Before discussing this medieval liberty, however, one further preliminary matter demands attention. One eventual result of the establishment of a bishopric at Ely in 1109 was that, in the Isle and elsewhere, the bishop and the cathedral priory became landowners more or less independent of one another. (fn. 26) This had consequences also for the liberty. There is nothing in Bishop Hervey's charter of endowment for the monks to show that he gave them any share in the franchises of the Isle; (fn. 27) while Niel's well-known charter, purporting to come from about the year 1135 and granting to the priory judicial privileges similar to the bishop's, has been regarded as of dubious authenticity. (fn. 28) On the other hand, there is a later charter of Niel's which does concede to the monks the right to hold pleas arising in their own lands; (fn. 29) and this concession was confirmed by William Longchamp towards the end of the 12th century. (fn. 30) This agreement in principle, however, left a wide margin for disagreement about details. On at least three occasions during the 13th century the precise extent of the conventual liberty was submitted to the verdict of sworn inquests; (fn. 31) and there were still points at issue between the bishop and the monks which had to be put to arbitration in 1417. (fn. 32)
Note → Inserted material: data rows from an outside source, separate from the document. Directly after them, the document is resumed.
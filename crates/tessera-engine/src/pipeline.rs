//! Pipelines: per-category system instances with lifecycle and pause control.
//!
//! A [`Pipeline`] is created from a [`SystemSchedule`]. [`init`](Pipeline::init)
//! resolves every entry through the [`TypeRegistry`] and constructs one system
//! per entry; from then on the schedule's entries and the instances of each
//! category are index-aligned. The entry carries the switches (`active`,
//! `non_pausable`), the instance carries the behavior.
//!
//! Tick policy for a category: inactive entries are skipped; while the
//! pipeline is paused, entries that are not `non_pausable` are skipped too,
//! unless the tick is forced (OnDisable on pause or switch-off).

use std::any::TypeId;
use std::collections::HashMap;

use tessera_ecs::prelude::*;

use crate::clock::{CancellationToken, FixedStepScheduler};
use crate::error::ConfigError;
use crate::registry::TypeRegistry;
use crate::schedule::SystemSchedule;
use crate::system::{Subscription, System, SystemCategory};

/// Ordered systems per category, with lifecycle and pause state.
pub struct Pipeline {
    name: String,
    schedule: SystemSchedule,
    /// Indexed by `SystemCategory::index()`. Empty until `init`.
    systems: Vec<Vec<Box<dyn System>>>,
    index: HashMap<(SystemCategory, TypeId), usize>,
    /// Reactive subscriptions and the Reactive slot they belong to.
    subscriptions: Vec<(Subscription, usize)>,
    active: bool,
    paused: bool,
    late_fixed: Option<CancellationToken>,
    /// Key of this pipeline's registrations with the fixed-step scheduler.
    clock_key: usize,
}

impl std::fmt::Debug for Pipeline {
    fn fmt(&self, f: &mut std::fmt::Formatter<'_>) -> std::fmt::Result {
        f.debug_struct("Pipeline")
            .field("name", &self.name)
            .field("initialized", &self.is_initialized())
            .field("active", &self.active)
            .field("paused", &self.paused)
            .finish()
    }
}

impl Pipeline {
    /// Create an uninitialized, inactive pipeline.
    pub fn new(name: impl Into<String>, schedule: SystemSchedule) -> Self {
        Self {
            name: name.into(),
            schedule,
            systems: Vec::new(),
            index: HashMap::new(),
            subscriptions: Vec::new(),
            active: false,
            paused: false,
            late_fixed: None,
            clock_key: 0,
        }
    }

    pub fn name(&self) -> &str {
        &self.name
    }

    pub fn schedule(&self) -> &SystemSchedule {
        &self.schedule
    }

    /// Mutable schedule access. Edits must happen before [`init`](Self::init);
    /// adding or removing entries afterwards desynchronizes entries and
    /// instances.
    pub fn schedule_mut(&mut self) -> &mut SystemSchedule {
        &mut self.schedule
    }

    pub fn is_initialized(&self) -> bool {
        !self.systems.is_empty()
    }

    pub fn is_active(&self) -> bool {
        self.active
    }

    pub fn is_paused(&self) -> bool {
        self.paused
    }

    /// Whether a late-fixed-update loop is currently registered.
    pub fn is_late_fixed_running(&self) -> bool {
        self.late_fixed
            .as_ref()
            .is_some_and(|token| !token.is_cancelled())
    }

    /// Number of instantiated systems in `category`.
    pub fn system_count(&self, category: SystemCategory) -> usize {
        self.systems.get(category.index()).map_or(0, Vec::len)
    }

    pub(crate) fn set_clock_key(&mut self, key: usize) {
        self.clock_key = key;
    }

    // -- initialization -----------------------------------------------------

    /// Construct every scheduled system.
    ///
    /// All names are resolved before anything is constructed: an unknown name
    /// fails with [`ConfigError::UnknownSystem`] and leaves the pipeline
    /// exactly as it was. Reactive subscriptions are registered with the
    /// world's change log.
    pub fn init(&mut self, world: &mut World, registry: &TypeRegistry) -> Result<(), ConfigError> {
        let mut resolved = Vec::with_capacity(SystemCategory::ALL.len());
        for category in SystemCategory::ALL {
            let registrations = self
                .schedule
                .entries(category)
                .iter()
                .map(|entry| {
                    registry.system(&entry.name).ok_or_else(|| {
                        tracing::error!(
                            pipeline = %self.name,
                            system = %entry.name,
                            %category,
                            "cannot resolve system"
                        );
                        ConfigError::UnknownSystem {
                            name: entry.name.clone(),
                            category,
                        }
                    })
                })
                .collect::<Result<Vec<_>, _>>()?;
            resolved.push((category, registrations));
        }

        let mut systems = Vec::with_capacity(resolved.len());
        let mut index = HashMap::new();
        for (category, registrations) in resolved {
            let mut instances = Vec::with_capacity(registrations.len());
            for (slot, registration) in registrations.into_iter().enumerate() {
                if !registration.categories.includes(category) {
                    tracing::warn!(
                        pipeline = %self.name,
                        system = %registration.name,
                        %category,
                        "system scheduled outside its declared categories"
                    );
                }
                index.entry((category, registration.type_id)).or_insert(slot);
                instances.push(registration.construct(world));
                tracing::debug!(pipeline = %self.name, system = %registration.name, %category, "system constructed");
            }
            systems.push(instances);
        }

        let mut subscriptions = Vec::new();
        for (slot, system) in systems[SystemCategory::Reactive.index()].iter().enumerate() {
            for subscription in system.subscriptions() {
                world.watch(subscription.component, subscription.kind);
                subscriptions.push((subscription, slot));
            }
        }

        self.systems = systems;
        self.index = index;
        self.subscriptions = subscriptions;
        tracing::info!(pipeline = %self.name, "pipeline initialized");
        Ok(())
    }

    /// Tick `Init` once, then run [`System::init`] for every active entry of
    /// every category.
    pub fn run_init_systems(&mut self, world: &mut World) {
        if !self.is_initialized() {
            tracing::warn!(pipeline = %self.name, "run_init_systems on uninitialized pipeline ignored");
            return;
        }
        self.tick_category(world, SystemCategory::Init, false);
        for category in SystemCategory::ALL {
            let entries = self.schedule.entries(category);
            let systems = &mut self.systems[category.index()];
            debug_assert_eq!(
                entries.len(),
                systems.len(),
                "systems and schedule entries desynchronized in {category}"
            );
            for (entry, system) in entries.iter().zip(systems.iter_mut()) {
                if entry.active {
                    system.init(world);
                }
            }
        }
    }

    // -- lifecycle ----------------------------------------------------------

    /// Turn the pipeline on or off.
    ///
    /// On: run the init systems and, unless paused, start the late-fixed-update
    /// loop if any of its entries is active. Turning on an active pipeline
    /// re-runs init.
    /// Off: force-tick `OnDisable` once (skipped if pausing already ran it)
    /// and stop the loop. Turning off an inactive pipeline does nothing.
    pub fn switch(&mut self, world: &mut World, on: bool, clock: &mut FixedStepScheduler) {
        if on {
            self.active = true;
            tracing::info!(pipeline = %self.name, "pipeline switched on");
            self.run_init_systems(world);
            if !self.paused {
                self.start_late_fixed_loop(clock);
            }
        } else {
            if !self.active {
                return;
            }
            if !self.paused {
                self.tick_category(world, SystemCategory::OnDisable, true);
            }
            self.active = false;
            self.stop_late_fixed_loop();
            tracing::info!(pipeline = %self.name, "pipeline switched off");
        }
    }

    /// Pause: force-tick `OnDisable` and stop the late-fixed loop. No-op if
    /// already paused.
    pub fn pause(&mut self, world: &mut World) {
        if self.paused {
            return;
        }
        self.paused = true;
        self.tick_category(world, SystemCategory::OnDisable, true);
        self.stop_late_fixed_loop();
        tracing::info!(pipeline = %self.name, "pipeline paused");
    }

    /// Unpause: tick `OnEnable` and restart the late-fixed loop. No-op if not
    /// paused.
    pub fn unpause(&mut self, world: &mut World, clock: &mut FixedStepScheduler) {
        if !self.paused {
            return;
        }
        self.paused = false;
        self.tick_category(world, SystemCategory::OnEnable, false);
        self.start_late_fixed_loop(clock);
        tracing::info!(pipeline = %self.name, "pipeline unpaused");
    }

    fn start_late_fixed_loop(&mut self, clock: &mut FixedStepScheduler) -> bool {
        let any_active = self
            .schedule
            .entries(SystemCategory::LateFixedUpdate)
            .iter()
            .any(|entry| entry.active);
        if !any_active {
            return false;
        }
        // A restart replaces the previous loop instead of running beside it.
        self.stop_late_fixed_loop();
        let token = CancellationToken::new();
        clock.schedule(self.clock_key, token.clone());
        self.late_fixed = Some(token);
        true
    }

    fn stop_late_fixed_loop(&mut self) {
        if let Some(token) = self.late_fixed.take() {
            token.cancel();
        }
    }

    // -- ticking ------------------------------------------------------------

    /// Frame hook: tick `Update`. No-op while the pipeline is off.
    pub fn update(&mut self, world: &mut World) {
        if self.active {
            self.tick_category(world, SystemCategory::Update, false);
        }
    }

    /// Frame hook: tick `LateUpdate`. No-op while the pipeline is off.
    pub fn late_update(&mut self, world: &mut World) {
        if self.active {
            self.tick_category(world, SystemCategory::LateUpdate, false);
        }
    }

    /// Fixed-step hook: tick `FixedUpdate`. No-op while the pipeline is off.
    pub fn fixed_update(&mut self, world: &mut World) {
        if self.active {
            self.tick_category(world, SystemCategory::FixedUpdate, false);
        }
    }

    /// Body of the late-fixed-update loop, run at a fixed-step boundary.
    /// Returns `false` once the pipeline is off, ending the loop.
    pub fn late_fixed_step(&mut self, world: &mut World) -> bool {
        if !self.active {
            return false;
        }
        self.tick_category(world, SystemCategory::LateFixedUpdate, false);
        true
    }

    fn tick_category(&mut self, world: &mut World, category: SystemCategory, force: bool) {
        let Some(systems) = self.systems.get_mut(category.index()) else {
            return;
        };
        let entries = self.schedule.entries(category);
        debug_assert_eq!(
            entries.len(),
            systems.len(),
            "systems and schedule entries desynchronized in {category}"
        );
        let gated = self.paused && !force;
        for (entry, system) in entries.iter().zip(systems.iter_mut()) {
            if !entry.active || (gated && !entry.non_pausable) {
                continue;
            }
            system.tick(world);
        }
    }

    /// Deliver change events to `Reactive` systems with matching
    /// subscriptions. Active and pause gating apply as for ticks.
    pub fn dispatch_events(&mut self, world: &mut World, events: &[ComponentEvent]) {
        if !self.active || self.subscriptions.is_empty() {
            return;
        }
        let entries = self.schedule.entries(SystemCategory::Reactive);
        let systems = &mut self.systems[SystemCategory::Reactive.index()];
        debug_assert_eq!(
            entries.len(),
            systems.len(),
            "systems and schedule entries desynchronized in Reactive"
        );
        for event in events {
            for &(subscription, slot) in &self.subscriptions {
                if subscription.component != event.component || subscription.kind != event.kind {
                    continue;
                }
                let entry = &entries[slot];
                if !entry.active || (self.paused && !entry.non_pausable) {
                    continue;
                }
                systems[slot].react(world, event);
            }
        }
    }

    // -- toggles ------------------------------------------------------------

    /// Turn the system of type `T` in `category` on or off without removing
    /// it. When several entries share `T`, the earliest one is toggled.
    /// Returns `false` (and logs) if no such system is scheduled there.
    pub fn switch_system<T: System + 'static>(&mut self, category: SystemCategory, on: bool) -> bool {
        let Some(&slot) = self.index.get(&(category, TypeId::of::<T>())) else {
            tracing::warn!(
                pipeline = %self.name,
                system = std::any::type_name::<T>(),
                %category,
                "switch_system: system not scheduled in category"
            );
            return false;
        };
        self.schedule.set_active(category, slot, on)
    }
}

// ---------------------------------------------------------------------------
// Tests
// ---------------------------------------------------------------------------
impl EntityDescriptor {
    pub fn new() -> Self {
        Self::default()
    }

    /// Append `descriptor` unless a component of the same name is present.
    pub fn push(&mut self, descriptor: ComponentDescriptor) -> bool {
        if self.contains(&descriptor.component) {
            tracing::warn!(component = %descriptor.component, "duplicate component ignored");
            return false;
        }
        self.components.push(descriptor);
        true
    }

    /// Builder-style [`push`](Self::push).
    pub fn with(mut self, descriptor: ComponentDescriptor) -> Self {
        self.push(descriptor);
        self
    }

    /// Append a registered component with empty fields laid out from its
    /// schema. Returns `Ok(false)` if the entity already has it.
    pub fn add_component(&mut self, name: &str, registry: &TypeRegistry) -> Result<bool, ConfigError> {
        let descriptor = ComponentDescriptor::from_registry(name, registry)?;
        Ok(self.push(descriptor))
    }

    /// Append a native component value.
    pub fn add_native<T: Component>(&mut self, value: T) -> bool {
        self.push(ComponentDescriptor::native(value))
    }

    pub fn remove_at(&mut self, index: usize) -> Option<ComponentDescriptor> {
        (index < self.components.len()).then(|| self.components.remove(index))
    }

    pub fn contains(&self, name: &str) -> bool {
        self.components.iter().any(|c| c.component == name)
    }

    pub fn get_mut(&mut self, name: &str) -> Option<&mut ComponentDescriptor> {
        self.components.iter_mut().find(|c| c.component == name)
    }

    pub fn components(&self) -> &[ComponentDescriptor] {
        &self.components
    }

    pub fn len(&self) -> usize {
        self.components.len()
    }

    pub fn is_empty(&self) -> bool {
        self.components.is_empty()
    }
}

// ---------------------------------------------------------------------------
// Tests
// ---------------------------------------------------------------------------

#[cfg(test)]
mod tests {
    use super::*;

    // -- decode ------------------------------------------------------------

    #[test]
    fn decode_numbers() {
        assert_eq!(
            FieldValue::decode(&FieldKind::Int, "5", None),
            Ok(Some(FieldValue::Int(5)))
        );
        assert_eq!(
            FieldValue::decode(&FieldKind::Int, "", None),
            Ok(Some(FieldValue::Int(0)))
        );
        assert_eq!(
            FieldValue::decode(&FieldKind::Float, " 0.5 ", None),
            Ok(Some(FieldValue::Float(0.5)))
        );
        assert!(matches!(
            FieldValue::decode(&FieldKind::Int, "1,5", None),
            Err(DecodeError::InvalidNumber { .. })
        ));
    }

    #[test]
    fn decode_vector() {
        assert_eq!(
            FieldValue::decode(&FieldKind::Vector3, "1 2 3", None),
            Ok(Some(FieldValue::Vector3(Vec3::new(1.0, 2.0, 3.0))))
        );
        assert_eq!(
            FieldValue::decode(&FieldKind::Vector3, "1 2", None),
            Err(DecodeError::WrongTokenCount {
                expected: 3,
                found: 2,
                text: "1 2".to_owned()
            })
        );
        assert_eq!(
            FieldValue::decode_or_zero(&FieldKind::Vector3, "pos", "1 2 3 4", None),
            Some(FieldValue::Vector3(Vec3::ZERO))
        );
    }

    #[test]
    fn decode_enum_against_variants() {
        let kind = FieldKind::Enum("BodyKind".into());
        let variants = vec!["Static".to_owned(), "Dynamic".to_owned()];
        assert_eq!(
            FieldValue::decode(&kind, "Dynamic", Some(&variants)),
            Ok(Some(FieldValue::Enum("Dynamic".into())))
        );
        assert_eq!(
            FieldValue::decode(&kind, "", Some(&variants)),
            Ok(Some(FieldValue::Enum("Static".into())))
        );
        assert!(matches!(
            FieldValue::decode(&kind, "Kinematic", Some(&variants)),
            Err(DecodeError::UnknownVariant { .. })
        ));
        assert_eq!(FieldValue::decode(&kind, "", None), Ok(None));
    }

    #[test]
    fn strings_keep_whitespace() {
        assert_eq!(
            FieldValue::decode(&FieldKind::String, "  padded ", None),
            Ok(Some(FieldValue::String("  padded ".into())))
        );
        assert_eq!(
            FieldValue::decode(&FieldKind::String, "", None),
            Ok(Some(FieldValue::String(String::new())))
        );
    }

    // -- encode ------------------------------------------------------------

    #[test]
    fn encode_is_decodable() {
        let v = FieldValue::Vector3(Vec3::new(1.5, -2.0, 0.0));
        assert_eq!(v.encode(), "1.5 -2 0");
        assert_eq!(
            FieldValue::decode(&FieldKind::Vector3, &v.encode(), None),
            Ok(Some(v))
        );
    }

    // -- field descriptors -------------------------------------------------

    #[test]
    fn set_value_reports_change() {
        let mut f = FieldDescriptor::text(FieldKind::Int, "hp", "3");
        assert!(!f.set_value(FieldValue::Int(3)));
        assert!(f.set_value(FieldValue::Int(4)));
        assert_eq!(f.text, "4");
        assert!(!f.set_value(FieldValue::Float(1.0)));
        assert_eq!(f.text, "4");

        let mut o = FieldDescriptor::object("body", ObjectHandle(1));
        assert!(o.set_value(FieldValue::Object(ObjectHandle(2))));
        assert_eq!(o.authored_value(None), Some(FieldValue::Object(ObjectHandle(2))));
    }

    #[test]
    fn empty_reference_has_no_value() {
        let f = FieldDescriptor::text(FieldKind::Preset, "spawn", "");
        assert_eq!(f.authored_value(None), None);
    }

    // -- entity descriptors ------------------------------------------------

    #[test]
    fn entity_descriptor_rejects_duplicates() {
        let mut d = EntityDescriptor::new();
        assert!(d.push(ComponentDescriptor::new("health")));
        assert!(!d.push(ComponentDescriptor::new("health")));
        assert!(d.add_native(7u32));
        assert!(!d.add_native(8u32));
        assert_eq!(d.len(), 2);
        assert!(d.components()[1].is_native());

        assert!(d.remove_at(0).is_some());
        assert!(d.remove_at(5).is_none());
        assert!(!d.contains("health"));
    }

    #[test]
    fn json_with_repeated_component_is_rejected() {
        let json = serde_json::json!([{ "component": "health" }, { "component": "health" }]);
        let err = serde_json::from_value::<EntityDescriptor>(json).unwrap_err();
        assert!(err.to_string().contains("health"), "{err}");
    }

    #[test]
    fn native_component_clones_value() {
        let native = NativeComponent::new(String::from("mesh"));
        let copy = native.clone();
        assert_eq!(copy.downcast_ref::<String>().map(String::as_str), Some("mesh"));
        assert_eq!(copy.type_id(), TypeId::of::<String>());
    }

    #[test]
    fn descriptor_json_skips_native() {
        let d = EntityDescriptor::new()
            .with(
                ComponentDescriptor::new("health")
                    .with_field(FieldDescriptor::text(FieldKind::Int, "current", "5")),
            )
            .with(ComponentDescriptor::native(1u8));
        let json = serde_json::to_value(&d).unwrap();
        assert_eq!(json[0]["component"], "health");
        assert_eq!(json[0]["fields"][0]["text"], "5");

        let back: EntityDescriptor = serde_json::from_value(json).unwrap();
        assert_eq!(back.len(), 2);
        assert!(!back.components()[1].is_native());
    }
}
//! Descriptor-driven entity assembly.
//!
//! [`assemble`] turns an [`EntityDescriptor`] into a live entity:
//!
//! 1. every component is resolved up front, so an unknown name or a type
//!    listed twice creates nothing;
//! 2. the entity is spawned;
//! 3. each component, in declaration order, is either the descriptor's native
//!    value or its type's `Default` with the effective field values patched in;
//! 4. each is inserted before the next is built.
//!
//! A field's effective value is the schema's declared default when the field
//! is hidden, otherwise its authored value; a field with no value keeps the
//! type's default. If a component cannot be built the entity is despawned, so
//! callers never see a partially assembled entity.

use std::collections::HashSet;

use serde_json::Map;
use tessera_ecs::prelude::*;

use crate::descriptor::{ComponentDescriptor, EntityDescriptor, FieldKind, FieldSchema};
use crate::error::AssemblyError;
use crate::registry::TypeRegistry;

/// Assemble `descriptor` into a new entity of `world`.
pub fn assemble(
    world: &mut World,
    registry: &TypeRegistry,
    descriptor: &EntityDescriptor,
) -> Result<EntityId, AssemblyError> {
    let ids = descriptor
        .components()
        .iter()
        .map(|component| resolve(world, registry, component))
        .collect::<Result<Vec<_>, _>>()?;
    let mut seen = HashSet::with_capacity(ids.len());
    for (component, id) in descriptor.components().iter().zip(&ids) {
        if !seen.insert(*id) {
            return Err(AssemblyError::DuplicateComponent(component.component.clone()));
        }
    }

    let entity = world.spawn();
    for (component, &id) in descriptor.components().iter().zip(&ids) {
        if let Err(err) = insert(world, registry, entity, id, component) {
            tracing::error!(%entity, component = %component.component, error = %err, "entity assembly aborted");
            // The entity was spawned above and nothing else can have freed it.
            let _ = world.despawn(entity);
            return Err(err);
        }
    }
    tracing::debug!(%entity, components = ids.len(), "entity assembled");
    Ok(entity)
}

/// Store id for a descriptor's component, installing the type into the world
/// if the registry knows it.
fn resolve(
    world: &mut World,
    registry: &TypeRegistry,
    component: &ComponentDescriptor,
) -> Result<ComponentTypeId, AssemblyError> {
    match &component.native {
        Some(native) => {
            if let Some(id) = world.registry().lookup_type_id(native.type_id()) {
                return Ok(id);
            }
            registry
                .component_name_of(native.type_id())
                .and_then(|name| registry.install_component(world, name))
                .ok_or_else(|| AssemblyError::UnknownComponent(native.type_name().to_owned()))
        }
        None => registry
            .install_component(world, &component.component)
            .ok_or_else(|| AssemblyError::UnknownComponent(component.component.clone())),
    }
}

fn insert(
    world: &mut World,
    registry: &TypeRegistry,
    entity: EntityId,
    id: ComponentTypeId,
    component: &ComponentDescriptor,
) -> Result<(), AssemblyError> {
    let value = match &component.native {
        Some(native) => native.clone_value(),
        None => {
            let patch = field_patch(registry, component);
            registry
                .build_component(&component.component, &patch)
                .ok_or_else(|| AssemblyError::UnknownComponent(component.component.clone()))?
                .map_err(|e| AssemblyError::InvalidComponent {
                    component: component.component.clone(),
                    details: e.to_string(),
                })?
        }
    };
    world.insert_erased(id, entity, value)?;
    Ok(())
}

/// JSON object of effective field values for `component`.
fn field_patch(registry: &TypeRegistry, component: &ComponentDescriptor) -> Map<String, serde_json::Value> {
    let schema = registry
        .component_schema(&component.component)
        .unwrap_or_default();
    let schema_of = |name: &str| schema.iter().find(|s| s.name == name);

    let mut patch = Map::new();
    for field in &component.fields {
        let declared = schema_of(&field.name);
        let value = if field.hidden || declared.is_some_and(|s| s.hidden) {
            declared.and_then(|s| s.default.clone())
        } else {
            let variants = match &field.kind {
                FieldKind::Enum(name) => registry.enum_variants(name),
                _ => None,
            };
            field.authored_value(variants)
        };
        if let Some(value) = value {
            patch.insert(field.name.clone(), value.to_json());
        }
    }

    // Hidden fields missing from the descriptor still take their default.
    for FieldSchema { name, default, .. } in schema.iter().filter(|s| s.hidden) {
        if let (false, Some(default)) = (patch.contains_key(name), default) {
            patch.insert(name.clone(), default.to_json());
        }
    }
    patch
}

// ---------------------------------------------------------------------------
// Tests
// ---------------------------------------------------------------------------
The final result of all this discussion, in general terms, can be summed up fairly concisely. The prior and convent had their courts and their leets in all their manors. They received the profits of justice done upon all their men, both in their own and in the bishop's courts. They enjoyed in their own manors administrative powers of arrest, attachment and execution of sentence. They had a prison at Ely separate from the bishop's prison. In short, they had all the lesser liberties the bishop had. The higher liberties, on the other hand- the right to hold hundred courts in the Isle and plead placita vicecomitalia; jurisdiction over pleas of the crown; the execution and return of royal writs- these were reserved to the bishop. Thus, in treating of the lesser franchises of the liberty, material can be drawn indifferently from conventual and episcopal records; but the conventual records contain little about those highest franchises which made the liberty of Ely very nearly a palatinate.